Mas o fator que mais me chateou desde quando comecei a trabalhar lá foi, paradoxalmente, que naquele lugar só tem mulher. Antes que você comece a achar que estou jogando no outro time, gostaria de explicar. Beleza, é super legal ter várias mulheres perto de você e convivendo quase que diariamente. Até aí não há problema! O problema começa quando SÓ tem mulher e não tem nenhum brother pra você ficar confabulando quando está dentro da cozinha, principalmente alguém com quem você consiga se comunicar, já que o outro Dishwasher é meio bobão e não fala inglês direito.
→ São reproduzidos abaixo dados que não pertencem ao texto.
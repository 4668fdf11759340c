//! Client error types

use household_core::Role;
use thiserror::Error;

/// Client error types
#[derive(Debug, Error)]
pub enum ClientError {
    /// Network or request error
    #[error("Request failed: {0}")]
    Request(#[from] reqwest::Error),

    /// Server returned an error status
    #[error("Server error {status}: {message}")]
    ServerError { status: u16, message: String },

    /// Authentication failed
    #[error("Authentication failed: {0}")]
    AuthenticationFailed(String),

    /// Resource not found
    #[error("Resource not found: {0}")]
    NotFound(String),

    /// Bad request
    #[error("Bad request: {0}")]
    BadRequest(String),

    /// Forbidden
    #[error("Forbidden: {0}")]
    Forbidden(String),

    /// The role has no refresh token to exchange
    #[error("No refresh token available for {0}")]
    MissingRefreshToken(Role),

    /// A 401 on a shared endpoint, which belongs to no single role
    #[error("No role to refresh credentials for")]
    UnscopedRefresh,

    /// Exchanging the refresh token failed
    #[error("Token refresh failed: {0}")]
    RefreshFailed(Box<ClientError>),

    /// Reading or writing the session store failed
    #[error("Session error: {0}")]
    Session(#[from] household_core::Error),

    /// Serialization/deserialization error
    #[error("Serialization error: {0}")]
    Serialization(#[from] serde_json::Error),

    /// Invalid configuration
    #[error("Invalid configuration: {0}")]
    Configuration(String),
}

impl ClientError {
    /// Create error from HTTP status code
    pub fn from_status(status: reqwest::StatusCode, message: String) -> Self {
        match status.as_u16() {
            400 => Self::BadRequest(message),
            401 => Self::AuthenticationFailed(message),
            403 => Self::Forbidden(message),
            404 => Self::NotFound(message),
            _ => Self::ServerError {
                status: status.as_u16(),
                message,
            },
        }
    }

    /// HTTP status carried by the error, if the server produced one
    pub fn status(&self) -> Option<u16> {
        match self {
            Self::BadRequest(_) => Some(400),
            Self::AuthenticationFailed(_) => Some(401),
            Self::Forbidden(_) => Some(403),
            Self::NotFound(_) => Some(404),
            Self::ServerError { status, .. } => Some(*status),
            Self::Request(err) => err.status().map(|s| s.as_u16()),
            _ => None,
        }
    }

    /// Whether the caller has to log in again
    pub fn is_session_expired(&self) -> bool {
        matches!(
            self,
            Self::MissingRefreshToken(_) | Self::RefreshFailed(_) | Self::UnscopedRefresh
        )
    }
}

#[cfg(test)]
mod tests {
    use super::*;
    use reqwest::StatusCode;

    #[test]
    fn test_from_status() {
        let err = ClientError::from_status(StatusCode::UNAUTHORIZED, "expired".into());
        assert!(matches!(err, ClientError::AuthenticationFailed(ref m) if m == "expired"));
        assert_eq!(err.status(), Some(401));

        let err = ClientError::from_status(StatusCode::INTERNAL_SERVER_ERROR, "boom".into());
        assert_eq!(err.status(), Some(500));
    }

    #[test]
    fn test_refresh_errors_have_no_status() {
        let err = ClientError::RefreshFailed(Box::new(ClientError::AuthenticationFailed(
            "invalid".into(),
        )));
        assert_eq!(err.status(), None);
        assert!(err.is_session_expired());
        assert!(!ClientError::Forbidden(String::new()).is_session_expired());
    }
}
//! Household services HTTP client
//!
//! A single point of egress towards the marketplace backend. Every call goes
//! through a request interceptor that attaches the bearer token of the
//! target role, and a response interceptor that refreshes an expired token
//! once or sends the user back to the role's login view.

#[macro_use]
extern crate tracing;

pub mod client;
pub mod types;

pub use client::{ApiClient, ApiClientBuilder, PendingRequest, Scope, error::ClientError};
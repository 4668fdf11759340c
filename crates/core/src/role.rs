//! Marketplace roles
//!
//! Each role owns one credential pair, one family of API endpoints and one
//! login view. Everything that varies per role hangs off this enum so the
//! rest of the client never matches on strings.

use serde::{Deserialize, Serialize};
use std::fmt;
use std::str::FromStr;

use crate::Error;

/// A marketplace role
#[derive(Debug, Clone, Copy, PartialEq, Eq, Hash, Serialize, Deserialize)]
#[serde(rename_all = "lowercase")]
pub enum Role {
    Admin,
    Professional,
    Customer,
}

impl Role {
    /// All roles, in token fallback order
    pub const ALL: [Self; 3] = [Self::Admin, Self::Professional, Self::Customer];

    pub const fn as_str(self) -> &'static str {
        match self {
            Self::Admin => "admin",
            Self::Professional => "professional",
            Self::Customer => "customer",
        }
    }

    /// Storage key of the access token, e.g. `adminToken`
    pub const fn token_key(self) -> &'static str {
        match self {
            Self::Admin => "adminToken",
            Self::Professional => "professionalToken",
            Self::Customer => "customerToken",
        }
    }

    /// Storage key of the refresh token, e.g. `adminRefreshToken`
    pub const fn refresh_token_key(self) -> &'static str {
        match self {
            Self::Admin => "adminRefreshToken",
            Self::Professional => "professionalRefreshToken",
            Self::Customer => "customerRefreshToken",
        }
    }

    /// Path of the role's login view
    pub const fn login_path(self) -> &'static str {
        match self {
            Self::Admin => "/admin/login",
            Self::Professional => "/professional/login",
            Self::Customer => "/customer/login",
        }
    }

    /// Path prefix shared by every endpoint of the role
    pub const fn api_prefix(self) -> &'static str {
        match self {
            Self::Admin => "/api/admin/",
            Self::Professional => "/api/professional/",
            Self::Customer => "/api/customer/",
        }
    }

    /// Message shown when the backend rejects a request with 403
    pub const fn privilege_message(self) -> &'static str {
        match self {
            Self::Admin => {
                "You need admin privileges to access this resource. Please log in as an admin."
            }
            Self::Professional => {
                "You need professional privileges to access this resource. Please log in as a professional."
            }
            Self::Customer => {
                "You need customer privileges to access this resource. Please log in as a customer."
            }
        }
    }
}

impl fmt::Display for Role {
    fn fmt(&self, f: &mut fmt::Formatter<'_>) -> fmt::Result {
        f.write_str(self.as_str())
    }
}

impl FromStr for Role {
    type Err = Error;

    fn from_str(s: &str) -> Result<Self, Self::Err> {
        match s.to_ascii_lowercase().as_str() {
            "admin" => Ok(Self::Admin),
            "professional" => Ok(Self::Professional),
            "customer" => Ok(Self::Customer),
            _ => Err(Error::UnknownRole(s.to_string())),
        }
    }
}

#[cfg(test)]
mod tests {
    use super::*;

    #[test]
    fn test_storage_keys() {
        let keys: Vec<_> = Role::ALL
            .iter()
            .flat_map(|r| [r.token_key(), r.refresh_token_key()])
            .collect();
        assert_eq!(
            keys,
            vec![
                "adminToken",
                "adminRefreshToken",
                "professionalToken",
                "professionalRefreshToken",
                "customerToken",
                "customerRefreshToken",
            ]
        );
    }

    #[test]
    fn test_prefix_and_login_path_agree_with_name() {
        for role in Role::ALL {
            assert_eq!(role.api_prefix(), format!("/api/{role}/"));
            assert_eq!(role.login_path(), format!("/{role}/login"));
        }
    }

    #[test]
    fn test_parse() {
        assert_eq!("Customer".parse::<Role>().unwrap(), Role::Customer);
        assert!(matches!(
            "guest".parse::<Role>(),
            Err(Error::UnknownRole(name)) if name == "guest"
        ));
    }

    #[test]
    fn test_serde_lowercase() {
        let json = serde_json::to_string(&Role::Professional).unwrap();
        assert_eq!(json, "\"professional\"");
        let role: Role = serde_json::from_str("\"admin\"").unwrap();
        assert_eq!(role, Role::Admin);
    }
}
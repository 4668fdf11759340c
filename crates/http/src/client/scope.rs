//! Which role's credentials a request travels with

use household_core::Role;

/// Token refresh endpoint
pub const REFRESH_TOKEN_PATH: &str = "/api/refresh-token";

/// Registration endpoint
pub const REGISTER_PATH: &str = "/api/register";

/// Endpoints that never carry a token and are never refreshed: they either
/// mint tokens or are meant to be called anonymously.
pub const EXCLUDED_ENDPOINTS: [&str; 5] = [
    "/api/admin/login",
    "/api/professional/login",
    "/api/customer/login",
    REFRESH_TOKEN_PATH,
    REGISTER_PATH,
];

/// Whether `path` targets one of the excluded endpoints
pub fn is_excluded(path: &str) -> bool {
    EXCLUDED_ENDPOINTS
        .iter()
        .any(|endpoint| path.contains(endpoint))
}

/// Credential scope of a request
#[derive(Debug, Clone, Copy, PartialEq, Eq)]
pub enum Scope {
    /// Excluded endpoint: no token, no refresh
    Public,
    /// Endpoint owned by a single role
    Role(Role),
    /// Shared endpoint: first available token of admin, professional, customer
    AnyRole,
}

impl Scope {
    /// Derive the scope from the request path
    pub fn classify(path: &str) -> Self {
        if is_excluded(path) {
            return Self::Public;
        }
        Role::ALL
            .into_iter()
            .find(|role| path.contains(role.api_prefix()))
            .map_or(Self::AnyRole, Self::Role)
    }

    pub const fn role(self) -> Option<Role> {
        match self {
            Self::Role(role) => Some(role),
            Self::Public | Self::AnyRole => None,
        }
    }

    pub const fn is_public(self) -> bool {
        matches!(self, Self::Public)
    }
}

#[cfg(test)]
mod tests {
    use super::*;

    #[test]
    fn test_excluded_endpoints_are_public() {
        for path in EXCLUDED_ENDPOINTS {
            assert_eq!(Scope::classify(path), Scope::Public, "{path}");
        }
        // Matching is by containment, like the role prefixes
        assert_eq!(
            Scope::classify("http://backend/api/customer/login"),
            Scope::Public
        );
    }

    #[test]
    fn test_role_prefixes() {
        assert_eq!(
            Scope::classify("/api/admin/services"),
            Scope::Role(Role::Admin)
        );
        assert_eq!(
            Scope::classify("/api/professional/accept_service/3"),
            Scope::Role(Role::Professional)
        );
        assert_eq!(
            Scope::classify("/api/customer/service_requests"),
            Scope::Role(Role::Customer)
        );
        // Logout is not excluded
        assert_eq!(
            Scope::classify("/api/admin/logout"),
            Scope::Role(Role::Admin)
        );
    }

    #[test]
    fn test_unclassified_paths_fall_back() {
        assert_eq!(Scope::classify("/api/home"), Scope::AnyRole);
        assert_eq!(Scope::classify("/api/documents/id.pdf"), Scope::AnyRole);
        assert_eq!(Scope::AnyRole.role(), None);
    }
}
Como é que faz? Como faz pra conversar sobre futebol? Sobre como vai ser a balada? Mermão, vocês pensam que é brincadeira, mas a parada é complicada mesmo!!
Cara, eu ia postar algo relacionado ao American Way of Life alguns blogs atrás, mas preferi analisar mais algum tempo e conversar com mais pessoas, para não fazer uma análise baseada em apenas um indivíduo…
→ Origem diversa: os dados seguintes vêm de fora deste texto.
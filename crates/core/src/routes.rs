//! Route table mapping URL paths to views
//!
//! The table is static: it is built once and only ever read. Route metadata
//! is advisory; a navigation guard outside this crate decides what to do with
//! it.

use std::collections::HashMap;

use crate::{Error, Result, Role};

/// Views the client can display
#[derive(Debug, Clone, Copy, PartialEq, Eq, Hash)]
pub enum View {
    Home,
    AdminLogin,
    ProfessionalLogin,
    CustomerLogin,
    AdminDashboard,
    CustomerDashboard,
    Register,
    CustomerInfo,
    ProfessionalInfo,
    Services,
    CreateService,
    UpdateService,
    ProfessionalDashboard,
    CreateRequest,
    SearchResults,
    ServiceRequests,
    PendingRequests,
    AcceptedRequests,
}

/// Access metadata attached to a route
#[derive(Debug, Clone, Copy, Default, PartialEq, Eq)]
pub struct RouteMeta {
    pub requires_auth: bool,
    pub role: Option<Role>,
}

impl RouteMeta {
    /// Metadata for a route that requires a session of `role`
    pub const fn authenticated(role: Role) -> Self {
        Self {
            requires_auth: true,
            role: Some(role),
        }
    }

    /// Whether a guard holding sessions for `active` roles would let the
    /// navigation through
    pub fn permits(&self, active: &[Role]) -> bool {
        if !self.requires_auth {
            return true;
        }
        match self.role {
            Some(role) => active.contains(&role),
            None => !active.is_empty(),
        }
    }
}

#[derive(Debug, Clone, PartialEq, Eq)]
enum Segment {
    Literal(&'static str),
    Param(&'static str),
}

fn parse_pattern(path: &'static str) -> Vec<Segment> {
    path.split('/')
        .filter(|s| !s.is_empty())
        .map(|s| match s.strip_prefix(':') {
            Some(name) => Segment::Param(name),
            None => Segment::Literal(s),
        })
        .collect()
}

/// A single entry of the route table
#[derive(Debug, Clone)]
pub struct RouteEntry {
    pub path: &'static str,
    pub name: &'static str,
    pub view: View,
    pub meta: RouteMeta,
    segments: Vec<Segment>,
}

impl RouteEntry {
    pub fn new(path: &'static str, name: &'static str, view: View) -> Self {
        Self {
            path,
            name,
            view,
            meta: RouteMeta::default(),
            segments: parse_pattern(path),
        }
    }

    #[must_use]
    pub fn with_meta(mut self, meta: RouteMeta) -> Self {
        self.meta = meta;
        self
    }

    fn capture(&self, parts: &[&str]) -> Option<HashMap<String, String>> {
        if parts.len() != self.segments.len() {
            return None;
        }

        let mut params = HashMap::new();
        for (segment, part) in self.segments.iter().zip(parts) {
            match segment {
                Segment::Literal(literal) if literal == part => {}
                Segment::Literal(_) => return None,
                Segment::Param(name) => {
                    params.insert((*name).to_string(), (*part).to_string());
                }
            }
        }
        Some(params)
    }
}

/// A route matched against a concrete path
#[derive(Debug, Clone)]
pub struct RouteMatch<'a> {
    pub entry: &'a RouteEntry,
    pub params: HashMap<String, String>,
}

impl RouteMatch<'_> {
    pub fn param(&self, name: &str) -> Option<&str> {
        self.params.get(name).map(String::as_str)
    }
}

/// Outcome of resolving a path
#[derive(Debug, Clone)]
pub enum Resolution<'a> {
    Matched(RouteMatch<'a>),
    Redirect(&'static str),
    NotFound,
}

/// Static lookup table of client routes
#[derive(Debug, Clone)]
pub struct RouteTable {
    entries: Vec<RouteEntry>,
    redirects: Vec<(&'static str, &'static str)>,
}

impl RouteTable {
    pub const fn new(entries: Vec<RouteEntry>) -> Self {
        Self {
            entries,
            redirects: Vec::new(),
        }
    }

    #[must_use]
    pub fn with_redirect(mut self, from: &'static str, to: &'static str) -> Self {
        self.redirects.push((from, to));
        self
    }

    /// The routes of the household services application
    pub fn standard() -> Self {
        let customer = RouteMeta::authenticated(Role::Customer);
        let professional = RouteMeta::authenticated(Role::Professional);

        Self::new(vec![
            RouteEntry::new("/home", "Home", View::Home),
            RouteEntry::new("/admin/login", "AdminLogin", View::AdminLogin),
            RouteEntry::new(
                "/professional/login",
                "ProfessionalLogin",
                View::ProfessionalLogin,
            ),
            RouteEntry::new("/customer/login", "CustomerLogin", View::CustomerLogin),
            RouteEntry::new("/admin/dashboard", "AdminDashboard", View::AdminDashboard),
            RouteEntry::new(
                "/customer/dashboard",
                "CustomerDashboard",
                View::CustomerDashboard,
            ),
            RouteEntry::new("/register", "Register", View::Register),
            RouteEntry::new("/admin/customer-info", "CustomerInfo", View::CustomerInfo),
            RouteEntry::new(
                "/admin/professional-info",
                "ProfessionalInfo",
                View::ProfessionalInfo,
            ),
            RouteEntry::new("/admin/services", "Services", View::Services),
            RouteEntry::new("/admin/create-service", "CreateService", View::CreateService),
            RouteEntry::new(
                "/admin/update-service/:id",
                "UpdateService",
                View::UpdateService,
            ),
            RouteEntry::new(
                "/professional/dashboard",
                "ProfessionalDashboard",
                View::ProfessionalDashboard,
            ),
            RouteEntry::new(
                "/customer/create-request",
                "CreateRequest",
                View::CreateRequest,
            )
            .with_meta(customer),
            RouteEntry::new(
                "/customer/search-results",
                "SearchResults",
                View::SearchResults,
            )
            .with_meta(customer),
            RouteEntry::new(
                "/customer/service-requests",
                "ServiceRequests",
                View::ServiceRequests,
            )
            .with_meta(customer),
            RouteEntry::new(
                "/professional/pending-requests",
                "PendingRequests",
                View::PendingRequests,
            )
            .with_meta(professional),
            RouteEntry::new(
                "/professional/accepted-requests",
                "AcceptedRequests",
                View::AcceptedRequests,
            )
            .with_meta(professional),
        ])
        .with_redirect("/", "/home")
    }

    /// Resolve a concrete path, ignoring any query string or fragment
    pub fn resolve(&self, path: &str) -> Resolution<'_> {
        let path = path.split(['?', '#']).next().unwrap_or_default();
        let trimmed = match path.trim_end_matches('/') {
            "" => "/",
            other => other,
        };

        if let Some(&(_, to)) = self.redirects.iter().find(|(from, _)| *from == trimmed) {
            return Resolution::Redirect(to);
        }

        let parts: Vec<&str> = trimmed.split('/').filter(|s| !s.is_empty()).collect();
        self.entries
            .iter()
            .find_map(|entry| {
                entry
                    .capture(&parts)
                    .map(|params| RouteMatch { entry, params })
            })
            .map_or(Resolution::NotFound, Resolution::Matched)
    }

    pub fn by_name(&self, name: &str) -> Option<&RouteEntry> {
        self.entries.iter().find(|entry| entry.name == name)
    }

    /// Build the concrete path of a named route
    pub fn href(&self, name: &str, params: &[(&str, &str)]) -> Result<String> {
        let entry = self
            .by_name(name)
            .ok_or_else(|| Error::RouteNotFound(name.to_string()))?;

        let mut path = String::new();
        for segment in &entry.segments {
            path.push('/');
            match segment {
                Segment::Literal(literal) => path.push_str(literal),
                Segment::Param(param) => {
                    let value = params
                        .iter()
                        .find(|(key, _)| key == param)
                        .map(|(_, value)| *value)
                        .ok_or_else(|| Error::MissingRouteParam {
                            route: name.to_string(),
                            param: (*param).to_string(),
                        })?;
                    path.push_str(value);
                }
            }
        }
        Ok(path)
    }

    pub fn iter(&self) -> impl Iterator<Item = &RouteEntry> {
        self.entries.iter()
    }

    pub fn len(&self) -> usize {
        self.entries.len()
    }

    pub fn is_empty(&self) -> bool {
        self.entries.is_empty()
    }
}

impl Default for RouteTable {
    fn default() -> Self {
        Self::standard()
    }
}

#[cfg(test)]
mod tests {
    use super::*;

    fn matched<'a>(resolution: Resolution<'a>) -> RouteMatch<'a> {
        match resolution {
            Resolution::Matched(m) => m,
            other => panic!("expected a match, got {other:?}"),
        }
    }

    #[test]
    fn test_root_redirects_home() {
        let table = RouteTable::standard();
        assert!(matches!(table.resolve("/"), Resolution::Redirect("/home")));
        assert!(matches!(table.resolve(""), Resolution::Redirect("/home")));
    }

    #[test]
    fn test_literal_match() {
        let table = RouteTable::standard();
        let m = matched(table.resolve("/admin/services"));
        assert_eq!(m.entry.name, "Services");
        assert_eq!(m.entry.view, View::Services);
        assert!(m.params.is_empty());
        assert!(!m.entry.meta.requires_auth);
    }

    #[test]
    fn test_param_extraction() {
        let table = RouteTable::standard();
        let m = matched(table.resolve("/admin/update-service/42"));
        assert_eq!(m.entry.view, View::UpdateService);
        assert_eq!(m.param("id"), Some("42"));
    }

    #[test]
    fn test_trailing_slash_and_query_ignored() {
        let table = RouteTable::standard();
        let m = matched(table.resolve("/customer/search-results/?q=plumbing"));
        assert_eq!(m.entry.view, View::SearchResults);
    }

    #[test]
    fn test_not_found() {
        let table = RouteTable::standard();
        assert!(matches!(table.resolve("/nowhere"), Resolution::NotFound));
        // Parameter segments never match an empty segment
        assert!(matches!(
            table.resolve("/admin/update-service"),
            Resolution::NotFound
        ));
        assert!(matches!(
            table.resolve("/admin/update-service/1/extra"),
            Resolution::NotFound
        ));
    }

    #[test]
    fn test_role_metadata() {
        let table = RouteTable::standard();
        let m = matched(table.resolve("/customer/create-request"));
        assert_eq!(m.entry.meta, RouteMeta::authenticated(Role::Customer));

        let m = matched(table.resolve("/professional/accepted-requests"));
        assert_eq!(m.entry.meta.role, Some(Role::Professional));

        let guarded = table.iter().filter(|e| e.meta.requires_auth).count();
        assert_eq!(guarded, 5);
        assert_eq!(table.len(), 18);
    }

    #[test]
    fn test_meta_permits() {
        let meta = RouteMeta::authenticated(Role::Customer);
        assert!(!meta.permits(&[]));
        assert!(!meta.permits(&[Role::Admin]));
        assert!(meta.permits(&[Role::Admin, Role::Customer]));

        assert!(RouteMeta::default().permits(&[]));

        let any = RouteMeta {
            requires_auth: true,
            role: None,
        };
        assert!(!any.permits(&[]));
        assert!(any.permits(&[Role::Professional]));
    }

    #[test]
    fn test_href() {
        let table = RouteTable::standard();
        assert_eq!(
            table.href("UpdateService", &[("id", "7")]).unwrap(),
            "/admin/update-service/7"
        );
        assert_eq!(table.href("Home", &[]).unwrap(), "/home");
        assert!(matches!(
            table.href("UpdateService", &[]),
            Err(Error::MissingRouteParam { param, .. }) if param == "id"
        ));
        assert!(matches!(
            table.href("Nope", &[]),
            Err(Error::RouteNotFound(_))
        ));
    }

    #[test]
    fn test_names_unique() {
        let table = RouteTable::standard();
        let mut names: Vec<_> = table.iter().map(|e| e.name).collect();
        names.sort_unstable();
        names.dedup();
        assert_eq!(names.len(), table.len());
    }
}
Assim que cheguei aqui nos EUA, o Orlando, aquele gerente do hotel, tinha me falado do furor da sociedade americana pelo consumo e como isso parece escravizar as pessoas na espiral do “preciso trabalhar mais para poder comprar mais” ou “ainda não tenho tudo que sempre sonhei, preciso comprar mais coisas”.
Os dois exemplos mais emblemáticos que tive contato até agora foram: O novo cara que chegou pra trabalhar no hotel, o Alberto e a minha gerente gente boa e super simpática, a Sarah.
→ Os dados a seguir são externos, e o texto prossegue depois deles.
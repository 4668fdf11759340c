//! Request and response interceptors
//!
//! Outgoing: attach the bearer token of the request's scope.
//! Incoming failures, in order: excluded endpoints pass through untouched;
//! a first 401 refreshes the role's access token and retries once; a 403
//! notifies the user and navigates to the role's login view; anything else
//! passes through.

use household_core::Role;
use reqwest::{RequestBuilder, header};

use super::{ApiClient, ClientError, PendingRequest, Scope, scope::REFRESH_TOKEN_PATH};
use crate::types::{RefreshTokenRequest, RefreshTokenResponse};

/// What to do with a failed response
pub(crate) enum Outcome {
    Retry,
    Fail(ClientError),
}

impl ApiClient {
    /// Access token to present for `scope`, if the session holds one
    pub(crate) fn token_for(&self, scope: Scope) -> Option<String> {
        match scope {
            Scope::Public => None,
            Scope::Role(role) => self.session.access_token(role),
            Scope::AnyRole => Role::ALL
                .into_iter()
                .find_map(|role| self.session.access_token(role)),
        }
    }

    /// Request interceptor
    pub(crate) fn attach_token(
        &self,
        request: &PendingRequest,
        builder: RequestBuilder,
    ) -> RequestBuilder {
        match self.token_for(request.credential_scope()) {
            Some(token) => builder.header(header::AUTHORIZATION, format!("Bearer {token}")),
            None => {
                if !request.credential_scope().is_public() {
                    debug!(path = request.path(), "No token stored, sending unauthenticated");
                }
                builder
            }
        }
    }

    /// Response interceptor, failure path
    pub(crate) async fn intercept_failure(
        &self,
        request: &mut PendingRequest,
        error: ClientError,
    ) -> Outcome {
        let scope = request.credential_scope();
        if scope.is_public() {
            return Outcome::Fail(error);
        }

        match error.status() {
            Some(401) if request.mark_retried() => {
                match self.recover_session(scope).await {
                    Ok(()) => Outcome::Retry,
                    Err(refresh_error) => Outcome::Fail(refresh_error),
                }
            }
            Some(403) => {
                warn!(path = request.path(), "Permission denied for this resource");
                if let Some(role) = scope.role() {
                    self.navigator.notify(role.privilege_message());
                    self.navigator.navigate(role.login_path());
                }
                Outcome::Fail(error)
            }
            _ => Outcome::Fail(error),
        }
    }

    /// Refresh the access token of the scope's role. On failure the role's
    /// session is dropped and the user is sent to its login view.
    async fn recover_session(&self, scope: Scope) -> Result<(), ClientError> {
        let Some(role) = scope.role() else {
            return Err(ClientError::UnscopedRefresh);
        };

        let result = self.refresh_role(role).await.map(|_| ());
        if let Err(err) = &result {
            warn!(%role, error = %err, "Session expired, returning to login");
            if let Err(clear_err) = self.session.clear(role) {
                error!(%role, error = %clear_err, "Failed to clear session");
            }
            self.navigator.navigate(role.login_path());
        }
        result
    }

    /// Exchange the role's refresh token for a new access token and store it
    pub(crate) async fn refresh_role(&self, role: Role) -> Result<String, ClientError> {
        let refresh_token = self
            .session
            .refresh_token(role)
            .ok_or(ClientError::MissingRefreshToken(role))?;

        let token = self
            .exchange_refresh_token(&refresh_token)
            .await
            .map_err(|e| ClientError::RefreshFailed(Box::new(e)))?;

        self.session.set_access_token(role, &token)?;
        info!(%role, "Access token refreshed");
        Ok(token)
    }

    /// Call the refresh endpoint directly, outside the interceptor chain
    async fn exchange_refresh_token(&self, refresh_token: &str) -> Result<String, ClientError> {
        let request = PendingRequest::new(reqwest::Method::POST, REFRESH_TOKEN_PATH).json(
            &RefreshTokenRequest {
                refresh_token: refresh_token.to_string(),
            },
        )?;

        let response = Self::check(self.send(&request).await?).await?;
        let body: RefreshTokenResponse = response.json().await?;
        Ok(body.token)
    }
}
Certa vez, pela janela ônibus que me levava pra casa depois de mais uma noite de trabalho, pude ver a Sarah trabalhando na cozinha da doceria. Tudo normal, se não fosse plena 7:30 da manhã! Cheguei em casa, escovei meus dentes, fui dormir, voltei pro trabalho 3:30 DA TARDE e a mulher ainda tava lá trabalhando! Cara, fiquei realmente impressionado com isso, pois, apesar do trabalho dela de fazer doces não ser tão pesado como o meu de lavar pratos e o chão, ela fica o dia inteiro trabalhando em pé, já que em momento algum elas fazem algum trabalho sentadas. Fui conversar com ela e descobri que pelo menos cinco vezes por semana ela chega todos os dias no trabalho às seis horas da manhã e sai no final da tarde, algumas vezes chegando a trabalhar DOZE horas por dia.
Isso começou a matutar na minha cabeça. Se eu, que ando trabalhando por volta de 65 horas por semana, consigo ter superávits SEMANAIS de quase 350 dólares (juntando tudo o que eu ganho e tirando minhas despesas, consigo juntar 350 dólares por semana), de quanto será o superávit semanal de uma gerente de doceria como ela, trabalhando 60 horas por semana? Tudo bem que ela deve ter um nível de vida absurdamente melhor que o meu, já que mora com o marido e talz, mas mesmo assim, será se ela consegue gastar tudo que ganha? Será possível?
Fui perguntar isso pra ela e, pasmem, ela me falou que não consegue juntar quase nada por semana, já que tem muitas contas pra pagar e por isso decidiu procurar um outro emprego. Ela trabalha também numa loja como atendente, segundo ela, não tem problema, já que o trabalho é bem mais sossegado e ela só tem que ficar atendendo pessoas (no final a gente é bem parecido, hehehee, trabalho duro durante o dia e moleza durante a noite). No total ela me falou que trabalha por volta de 75 horas por semana. Pô brother, seja o serviço que for, 75 horas por semana é MUITA coisa. Digamos que ela pegue um dia de folga por semana, isso dá mais que 12 horas por dia de trabalho! Vai encarar?
Ao notar meu espanto, ela justificou que não via problema nisso, já que não tem filhos, o marido também não tem muito tempo livre (já que trabalha e estuda) e ela é jovem! Basicamente isso!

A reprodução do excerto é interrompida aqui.